Lifting the heavy blade, I brought it down with all my strength upon the nearer of those hairy arms where it crossed the window-ledge, severing muscle, tendon and bone as easily as a knife might cut cheese… .

A shriek—a shriek neither human nor animal, but gruesomely compounded of both—followed… and merged into a choking cough. Like a flash the other shaggy arm was withdrawn, and some vaguely-seen body went rolling down the sloping red tiles and crashed on to the ground beneath.

With a second piercing shriek, louder than that recently uttered by Burke, wailing through the night from somewhere below, I turned desperately to the man on the bed, who now was become significantly silent. A candle, with matches, stood upon a table hard by, and, my fingers far from steady, I set about obtaining a light. This accomplished, I stood the candle upon the little chest-of-drawers and returned to Burke's side.

'Merciful God!' I cried.

Of all the pictures which remain in my memory, some of them dark enough, I can find none more horrible than that which now confronted me in the dim candle-light. Burke lay crosswise on the bed, his head thrown back and sagging; one rigid hand he held in the air, and with the other grasped the hairy forearm which I had severed with the ax; for, in a death-grip, the dead fingers were still fastened, vise-like, at his throat.

His face was nearly black, and his eyes projected from their sockets horribly. Mastering my repugnance, I seized the hideous piece of bleeding anatomy and strove to release it. It defied all my efforts; in death it was as implacable as in life. I took a knife from my pocket, and, tendon by tendon, cut away that uncanny grip from Burke's throat…
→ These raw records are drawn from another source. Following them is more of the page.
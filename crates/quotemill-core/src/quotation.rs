use rust_decimal::Decimal;
use serde::{Deserialize, Serialize};
use tera::{Context, Tera};
use thiserror::Error;

use crate::matcher::{MatchedItem, NOT_AVAILABLE};

/// GST surcharge applied to the total investment. A fixed business
/// constant, not configuration: the letter text names the 8% rate.
pub const GST_RATE_PERCENT: u32 = 8;

/// Summary table columns, in construction order. The exported workbook
/// must use exactly this order.
pub const SUMMARY_HEADERS: [&str; 10] = [
    "Req. Ref.",
    "Project",
    "Site",
    "Env.",
    "Type",
    "Items",
    "Qty (GiB)",
    "Unit Cost",
    "Total Cost",
    "Quote Reference #",
];

const VALID_TIL: &str = "90 days from date of quotation";

const LETTER_TEMPLATE: &str = r"Our Ref: {{ our_ref }}
Date: {{ date }}
Valid Til: {{ valid_til }}

To: {{ to }}
Platform: Open System Storage
Company: United Overseas Bank Limited

From: {{ sender }}
Subject: {{ subject }}
Company: S&I Systems Private Limited
No Of Pages: 1

-----------------------------------------------------------------------------------------

Dear {{ greeting }},

Thank you for giving S&I this opportunity to propose the following offer for your new infrastructure requirements.
We hope that you will find our proposal favorable and do feel free to call us should you require any further clarifications or information.

Investment Summary:
-------------------
- Total Investment: {{ total_investment }}
- Total Investment (Incl. GST): {{ total_with_gst }}

For a detailed breakdown, please download the attached Excel file.

Delivery and Payment Terms
- Validity: Price is valid for 90 days from date of quotation.
- Delivery: 4 to 8 weeks upon receipt of order confirmation.

GENERAL TERMS & CONDITIONS
- Payment: S&I shall invoice the Customer in accordance with the agreed payment schedule in this agreement, and the Customer agrees to abide by the payment schedule and pay promptly in full all due invoices (for undisputed invoices) within the agreed 30 days from date of invoice.
- Taxes: The above prices are subject to prevailing GST at the date of purchase.
- Title of Goods: Title of goods will remain with S&I until full payment is received.
- Governing Law: This agreement shall be governed by and interpreted in accordance with the laws of the Republic of Singapore.

The Sales quotation is governed by the terms and conditions defined in the MSA signed between UOB and S&I dated 29th Aug 2018.
This quotation shall not be effective until executed by the Customer (via Purchase Order and/or Statement of Work (SOW)) and accepted by S&I. Subsequent amendments or changes to the details contained in this Agreement have to be in writing and signed by both S&I and the Customer.

We thank you and hope to hear from you soon.

Thanks & Best regards,
S&I Systems Private Limited
";

#[derive(Debug, Error)]
pub enum RenderError {
    #[error("Letter template failed to render: {0}")]
    Template(#[from] tera::Error),
}

pub type RenderResult<T> = Result<T, RenderError>;

/// Header fields extracted from the email body. Every field falls back to
/// the `"N/A"` sentinel when the model could not find it.
#[derive(Debug, Clone, PartialEq, Eq, Serialize, Deserialize)]
pub struct QuotationDetails {
    pub our_ref: String,
    pub date: String,
    pub to: String,
    pub from: String,
    pub subject: String,
}

impl Default for QuotationDetails {
    fn default() -> Self {
        Self {
            our_ref: NOT_AVAILABLE.into(),
            date: NOT_AVAILABLE.into(),
            to: NOT_AVAILABLE.into(),
            from: NOT_AVAILABLE.into(),
            subject: NOT_AVAILABLE.into(),
        }
    }
}

/// The assembled quotation: header details, matched rows, and the two
/// aggregate figures.
#[derive(Debug, Clone, Serialize, Deserialize)]
pub struct Quotation {
    pub details: QuotationDetails,
    pub items: Vec<MatchedItem>,
    pub total_investment: Decimal,
    pub total_with_gst: Decimal,
}

impl Quotation {
    /// Compute the aggregates and apply the reference-number precedence
    /// rule: when any rows matched, the first row's quote reference
    /// supersedes whatever the model extracted (the sentinel if that row
    /// is unmatched).
    #[must_use]
    pub fn assemble(mut details: QuotationDetails, items: Vec<MatchedItem>) -> Self {
        let total_investment: Decimal = items.iter().filter_map(|i| i.total_cost).sum();
        let gst_multiplier = Decimal::new(100 + i64::from(GST_RATE_PERCENT), 2);
        let total_with_gst = (total_investment * gst_multiplier).round_dp(2);

        if let Some(first) = items.first() {
            details.our_ref = first
                .quote_reference
                .clone()
                .unwrap_or_else(|| NOT_AVAILABLE.into());
        }

        Self {
            details,
            items,
            total_investment,
            total_with_gst,
        }
    }

    /// Render the single-page quotation letter.
    pub fn render_letter(&self) -> RenderResult<String> {
        let mut context = Context::new();
        context.insert("our_ref", &self.details.our_ref);
        context.insert("date", &self.details.date);
        context.insert("valid_til", VALID_TIL);
        context.insert("to", &self.details.to);
        context.insert("sender", &self.details.from);
        context.insert("subject", &self.details.subject);
        context.insert("greeting", &greeting_name(&self.details.to));
        context.insert("total_investment", &format!("{:.2}", self.total_investment));
        context.insert("total_with_gst", &format!("{:.2}", self.total_with_gst));

        Ok(Tera::one_off(LETTER_TEMPLATE, &context, false)?)
    }

    /// The summary table as display strings: one row per matched item plus
    /// the two synthetic aggregate rows, columns per [`SUMMARY_HEADERS`].
    #[must_use]
    pub fn summary_rows(&self) -> Vec<[String; 10]> {
        let mut rows: Vec<[String; 10]> = self
            .items
            .iter()
            .map(|m| {
                [
                    m.item.req_ref.clone(),
                    m.item.project.clone(),
                    m.item.site.clone(),
                    m.item.env.clone(),
                    m.item.kind.clone(),
                    m.item.items.clone(),
                    m.item.qty.clone(),
                    money_cell(m.unit_cost),
                    money_cell(m.total_cost),
                    m.quote_reference
                        .clone()
                        .unwrap_or_else(|| NOT_AVAILABLE.into()),
                ]
            })
            .collect();

        rows.push(aggregate_row("Total Investments", self.total_investment));
        rows.push(aggregate_row(
            "Total Investments incl. 8% GST",
            self.total_with_gst,
        ));

        rows
    }
}

fn aggregate_row(label: &str, amount: Decimal) -> [String; 10] {
    let mut row: [String; 10] = Default::default();
    row[5] = label.to_string();
    row[8] = format!("{amount:.2}");
    row
}

fn money_cell(amount: Option<Decimal>) -> String {
    amount.map_or_else(|| NOT_AVAILABLE.into(), |a| format!("{a:.2}"))
}

/// The salutation name: the recipient string up to the first `@`, when one
/// is present, otherwise the whole recipient string.
fn greeting_name(to: &str) -> String {
    match to.split_once('@') {
        Some((prefix, _)) => prefix.trim().to_string(),
        None => to.to_string(),
    }
}

#[cfg(test)]
mod tests {
    use super::*;
    use crate::table::LineItem;

    fn matched(total: Option<i64>, quote_ref: Option<&str>, score: f64) -> MatchedItem {
        MatchedItem {
            item: LineItem {
                req_ref: "R1".into(),
                project: "P1".into(),
                site: "S1".into(),
                env: "Prod".into(),
                kind: "Storage".into(),
                items: "2TB SSD".into(),
                qty: "2".into(),
            },
            unit_cost: total.map(|t| Decimal::from(t / 2)),
            total_cost: total.map(Decimal::from),
            quote_reference: quote_ref.map(Into::into),
            match_score: score,
        }
    }

    #[test]
    fn test_total_investment_treats_unmatched_as_zero() {
        let quotation = Quotation::assemble(
            QuotationDetails::default(),
            vec![
                matched(Some(200), Some("Q1"), 100.0),
                matched(None, None, 0.0),
                matched(Some(360), Some("Q2"), 95.0),
            ],
        );

        assert_eq!(quotation.total_investment, Decimal::from(560));
    }

    #[test]
    fn test_gst_total() {
        let quotation = Quotation::assemble(
            QuotationDetails::default(),
            vec![matched(Some(1000), Some("Q1"), 100.0)],
        );

        assert_eq!(quotation.total_investment, Decimal::from(1000));
        assert_eq!(quotation.total_with_gst, Decimal::new(108_000, 2));
        assert_eq!(format!("{:.2}", quotation.total_with_gst), "1080.00");
    }

    #[test]
    fn test_our_ref_precedence() {
        let details = QuotationDetails {
            our_ref: "SSR2024-040".into(),
            ..QuotationDetails::default()
        };
        let quotation =
            Quotation::assemble(details, vec![matched(Some(200), Some("Q1"), 100.0)]);

        assert_eq!(quotation.details.our_ref, "Q1");
    }

    #[test]
    fn test_our_ref_kept_when_no_rows() {
        let details = QuotationDetails {
            our_ref: "SSR2024-040".into(),
            ..QuotationDetails::default()
        };
        let quotation = Quotation::assemble(details, Vec::new());

        assert_eq!(quotation.details.our_ref, "SSR2024-040");
    }

    #[test]
    fn test_our_ref_sentinel_when_first_row_unmatched() {
        let details = QuotationDetails {
            our_ref: "SSR2024-040".into(),
            ..QuotationDetails::default()
        };
        let quotation = Quotation::assemble(details, vec![matched(None, None, 0.0)]);

        assert_eq!(quotation.details.our_ref, NOT_AVAILABLE);
    }

    #[test]
    fn test_summary_rows_append_aggregates() {
        let quotation = Quotation::assemble(
            QuotationDetails::default(),
            vec![matched(Some(200), Some("Q1"), 100.0)],
        );

        let rows = quotation.summary_rows();
        assert_eq!(rows.len(), 3);

        let totals = &rows[1];
        assert_eq!(totals[5], "Total Investments");
        assert_eq!(totals[8], "200.00");
        assert!(totals[0].is_empty());
        assert!(totals[9].is_empty());

        let with_gst = &rows[2];
        assert_eq!(with_gst[5], "Total Investments incl. 8% GST");
        assert_eq!(with_gst[8], "216.00");
    }

    #[test]
    fn test_letter_renders_greeting_and_totals() {
        let details = QuotationDetails {
            to: "Abella Jake Yabut @ 64138413".into(),
            ..QuotationDetails::default()
        };
        let quotation =
            Quotation::assemble(details, vec![matched(Some(1000), Some("Q1"), 100.0)]);

        let letter = quotation.render_letter().unwrap();

        assert!(letter.contains("Dear Abella Jake Yabut,"));
        assert!(letter.contains("Our Ref: Q1"));
        assert!(letter.contains("- Total Investment: 1000.00"));
        assert!(letter.contains("- Total Investment (Incl. GST): 1080.00"));
        assert!(letter.contains("Valid Til: 90 days from date of quotation"));
        assert!(letter.contains("please download the attached Excel file"));
    }

    #[test]
    fn test_greeting_without_at_uses_full_recipient() {
        let details = QuotationDetails {
            to: "Lionel Tan".into(),
            ..QuotationDetails::default()
        };
        let quotation = Quotation::assemble(details, Vec::new());

        let letter = quotation.render_letter().unwrap();
        assert!(letter.contains("Dear Lionel Tan,"));
    }
}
But my labor was in vain. Burke was dead!

I think I failed to realize this for some time. My clothes were sticking clammily to my body; I was bathed in perspiration, and, shaking furiously, I clutched at the edge of the window, avoiding the bloody patch upon the ledge, and looked out over the roofs to where, in the more distant plantations, I could hear excited voices. What had been the meaning of that scream which I had heard but to which in my frantic state of mind I had paid comparatively little attention?

There was a great stirring all about me.

'Smith!' I cried from the window; 'Smith, for mercy's sake where are you?'

Footsteps came racing up the stairs. Behind me the door burst open and Nayland Smith stumbled into the room.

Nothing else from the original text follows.